Winter blues, cabin fever and Appalachian envy

April is the cruelest month, breeding

Lilacs out of the dead land, mixing

Memory and desire, stirring

Dull roots with spring rain.

—T.S. Elliot

It’s still cold and gray here in the steppe country of eastern Idaho. Snow still covers the yard. Snow is still in the immediate forecast. Winter’s not done yet. Not even close. 

It’s March. And March, to counter T.S. Elliot’s depressing opening stanza of “The Waste Land,” is really the cruelest month. Come April, we’ll get a reprieve. Yeah, we’ll still get snow.

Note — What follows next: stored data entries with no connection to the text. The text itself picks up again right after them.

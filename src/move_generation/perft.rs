//! Perft: exhaustive legal move tree walk used to validate move generation.
//!
//! Promotions are expanded into one child per promotion choice, so a single
//! pawn or chatur move onto the far row contributes four leaves.

use crate::errors::ChessErrors;
use crate::game_state::chess_rules::PROMOTION_CHOICES;
use crate::game_state::chess_types::*;
use crate::game_state::game_state::MoveOutcome;
use crate::move_generation::legal_move_checks::is_king_in_check;

#[derive(Debug, Clone, Copy, Default, PartialEq, Eq)]
pub struct PerftCounts {
    pub nodes: usize,
    pub captures: usize,
    pub castles: usize,
    pub promotions: usize,
    pub checks: usize,
    pub checkmates: usize,
}

impl PerftCounts {
    fn merge(&mut self, rhs: PerftCounts) {
        self.nodes += rhs.nodes;
        self.captures += rhs.captures;
        self.castles += rhs.castles;
        self.promotions += rhs.promotions;
        self.checks += rhs.checks;
        self.checkmates += rhs.checkmates;
    }
}

pub fn perft(game_state: &GameState, depth: u8) -> Result<PerftCounts, ChessErrors> {
    if depth == 0 {
        return Ok(PerftCounts {
            nodes: 1,
            ..PerftCounts::default()
        });
    }

    let mut total = PerftCounts::default();
    for mv in game_state.all_legal_moves() {
        let outcome = game_state.apply_move(mv)?;
        for child in completed_children(&outcome)? {
            if depth == 1 {
                total.merge(leaf_counts(&outcome, mv, &child));
            } else {
                total.merge(perft(&child, depth - 1)?);
            }
        }
    }

    Ok(total)
}

/// Per-root-move node counts, handy when hunting generator bugs.
pub fn perft_divide(game_state: &GameState, depth: u8) -> Result<Vec<(Move, usize)>, ChessErrors> {
    let mut out = Vec::new();
    for mv in game_state.all_legal_moves() {
        let outcome = game_state.apply_move(mv)?;
        let mut nodes = 0;
        for child in completed_children(&outcome)? {
            nodes += perft(&child, depth.saturating_sub(1))?.nodes;
        }
        out.push((mv, nodes));
    }
    Ok(out)
}

fn completed_children(outcome: &MoveOutcome) -> Result<Vec<GameState>, ChessErrors> {
    if outcome.promotion_pending.is_none() {
        return Ok(vec![outcome.state.clone()]);
    }

    PROMOTION_CHOICES
        .iter()
        .map(|&kind| outcome.state.choose_promotion(kind))
        .collect()
}

fn leaf_counts(outcome: &MoveOutcome, mv: Move, child: &GameState) -> PerftCounts {
    let to_move = child.current_turn();
    PerftCounts {
        nodes: 1,
        captures: usize::from(outcome.captured.is_some()),
        castles: usize::from(mv.castling.is_some()),
        promotions: usize::from(outcome.promotion_pending.is_some()),
        checks: usize::from(is_king_in_check(child.board(), to_move)),
        checkmates: usize::from(matches!(child.status(), GameStatus::Checkmate { .. })),
    }
}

It’ll still be cold, sometimes miserably so. But April, at the very least, offers hope. 

But March? No. March is brutal. March is hopeless. 

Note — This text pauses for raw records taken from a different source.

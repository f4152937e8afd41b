//! Launcher configuration.
//!
//! Fixed defaults for the bundled Dash server, optionally overlaid from a
//! JSON profile file (`FRETBOARD_PROFILE`) and environment overrides.

use serde::Deserialize;
use std::env;
use std::fs;
use std::time::Duration;

/// Entry script of the bundled Dash server, relative to the install location.
pub const APP_SCRIPT: &str = "server/fretboard_app.py";

const DEFAULT_PORT: u16 = 8050;
const DEFAULT_POLL_INTERVAL_MS: u64 = 1000;
const DEFAULT_GRACE_TIMEOUT_MS: u64 = 5000;

#[derive(Debug, Clone, Default, Deserialize)]
struct LauncherProfile {
    port: Option<u16>,
    python_bin: Option<String>,
    poll_interval_ms: Option<u64>,
    grace_timeout_ms: Option<u64>,
    max_probe_attempts: Option<u64>,
}

#[derive(Debug, Clone)]
pub struct LauncherConfig {
    /// Port the Dash server listens on (localhost only).
    pub port: u16,
    /// Interpreter used to start the server.
    pub python_bin: String,
    /// Delay between readiness probe attempts.
    pub poll_interval: Duration,
    /// How long to wait after the graceful signal before force-killing.
    pub grace_timeout: Duration,
    /// Probe attempt bound. `None` polls forever.
    pub max_probe_attempts: Option<u64>,
}

impl Default for LauncherConfig {
    fn default() -> Self {
        Self {
            port: DEFAULT_PORT,
            python_bin: default_python_bin().to_string(),
            poll_interval: Duration::from_millis(DEFAULT_POLL_INTERVAL_MS),
            grace_timeout: Duration::from_millis(DEFAULT_GRACE_TIMEOUT_MS),
            max_probe_attempts: None,
        }
    }
}

fn default_python_bin() -> &'static str {
    if cfg!(target_os = "windows") {
        "python"
    } else {
        "python3"
    }
}

fn load_profile(raw_path: &str) -> LauncherProfile {
    let path = raw_path.trim();
    if path.is_empty() {
        return LauncherProfile::default();
    }
    match fs::read_to_string(path) {
        Ok(raw) => serde_json::from_str::<LauncherProfile>(&raw).unwrap_or_default(),
        Err(_) => LauncherProfile::default(),
    }
}

impl LauncherConfig {
    /// Defaults, then profile file overlay, then environment overrides.
    pub fn load() -> Self {
        let mut config = Self::default();
        if let Ok(profile_path) = env::var("FRETBOARD_PROFILE") {
            config.apply_profile(load_profile(&profile_path));
        }
        if let Ok(python) = env::var("PYTHON_BIN") {
            let python = python.trim();
            if !python.is_empty() {
                config.python_bin = python.to_string();
            }
        }
        config
    }

    fn apply_profile(&mut self, profile: LauncherProfile) {
        if let Some(port) = profile.port {
            self.port = port;
        }
        if let Some(python) = profile.python_bin {
            if !python.trim().is_empty() {
                self.python_bin = python.trim().to_string();
            }
        }
        if let Some(ms) = profile.poll_interval_ms {
            self.poll_interval = Duration::from_millis(ms);
        }
        if let Some(ms) = profile.grace_timeout_ms {
            self.grace_timeout = Duration::from_millis(ms);
        }
        if profile.max_probe_attempts.is_some() {
            self.max_probe_attempts = profile.max_probe_attempts;
        }
    }

    /// Address loaded into the window once the server is ready.
    pub fn server_url(&self) -> String {
        format!("http://127.0.0.1:{}", self.port)
    }

    /// Address polled by the readiness probe.
    pub fn health_url(&self) -> String {
        format!("http://127.0.0.1:{}/", self.port)
    }
}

And that hopelessness takes its toll. Call it the winter blues or cabin fever … experts call it Seasonal Affective Disorder. For me … I just call it envy.

It might be my worst vice, particularly this time of year. This is when I turn my attention east to Appalachia, where, for my friends living in the Southeast, March is a month of potential and, often, about realizing it. If they squint really hard among the sweet gums and the water oaks of the bottom lands, they can see a tinge of green. The sun is warmer. The skies are bluer. The dogwoods and the redbuds are about to burst. The brookies are already looking up.

Always looking up. TOP: Dogwoods in bloom. Chris Hunt photos.

For those folks, April might be ideal. Hell, they can wet-wade in April. 

Maybe by April, I’ll be able to walk and wade the lower Henry’s Fork without having to post-hole my way to the river through thigh-deep snow. Maybe. 

But back East, where the snow is probably gone for the year and the Appalachians are basking under the spring sun, it’s on. On warm days, wild and native brook trout will happily charge a high-floating indicator dry. Water levels are good. Temperatures are ideal. It’s a place where spring really does happen. 

And I want in on it. In a few weeks, I might just make it happen — nothing like a little cross-country jaunt, camper in tow, to shake off the Rocky Mountain winter with a dose of chicken-fried fishing where the grass is already green and, I suspect, where a few air conditioners might kick on here pretty quick.

It doesn’t help, of course, to be living during the era of COVID, when getting out there requires more thought and planning than might otherwise be necessary. And a cross-country trip, of course, would be an exercise in forced self-isolation.

But, like I said. It’s March. The month of envy. The cruelest month.